То, что началось на танцах в училище имело логическое продолжение, и в конце концов привело к памятному для Феди и Ани дню свадьбы. Вернее, свадеб было две. Первую играли в доме невесты, вторую через неделю в доме жениха. А до свадеб имело место без двух месяцев два года той поры, что недаром именуют «золотой», когда парень ухаживает за девушкой. Федор сразу ухаживал всерьез, ни минуты не сомневаясь в выборе, и Аня довольно быстро это осознала, отбросив все свои прежние увлечения. Впрочем, до Феди ничего серьезного у нее не было и быть не могло. Ее мать работала на железнодорожном вокзале буфетчицей и имела возможность «приносить» домой. Потому она растила дочь в относительном достатке.

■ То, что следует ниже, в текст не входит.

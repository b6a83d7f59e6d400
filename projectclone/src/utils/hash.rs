//! Content hashing.

use sha2::{Digest, Sha256};
use std::fs::File;
use std::io::{self, Read};
use std::path::Path;

const READ_BUFFER_SIZE: usize = 64 * 1024;

/// Compute the SHA-256 of a file as a 64-character lowercase hex string.
///
/// Reads in 64KB chunks so large files never sit in memory.
pub fn sha256_of_file(path: &Path) -> io::Result<String> {
    let mut file = File::open(path)?;
    let mut hasher = Sha256::new();
    let mut buffer = vec![0u8; READ_BUFFER_SIZE];

    loop {
        let read = file.read(&mut buffer)?;
        if read == 0 {
            break;
        }
        hasher.update(&buffer[..read]);
    }

    Ok(format!("{:x}", hasher.finalize()))
}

Мать ее баловала, в первую очередь это касалось продуктов питания, но в поведении никаких вольностей не позволяла. Так, что позже восьми вечера Аня домой никогда не приходила. Сама анина мать являла собой пример нравственной чистоты советского образца. В 50-е и 60-е таковыми считались одинокие женщины, растящие детей и спокойно с достоинством переживающие свое одиночество, не ищущие мужика «любой ценой». Действительно ли Анастасия Андреевна так любила своего умершего еще в начале 50-х годов от последствий фронтовых ранений мужа, что не пожелала видеть на его месте ни кого другого, или не хотела травмировать дочь, или сыграл роль острый дефицит в то время мужчин подходящего возраста (тому поколению не повезло, их молодые годы пришлись на войну стоившую России многих миллионов жизней в первую очередь мужчин). Так или иначе, но она полностью посвятила себя дочери, и Аня, выросшая без отца, сиротой никогда себя не ощущала.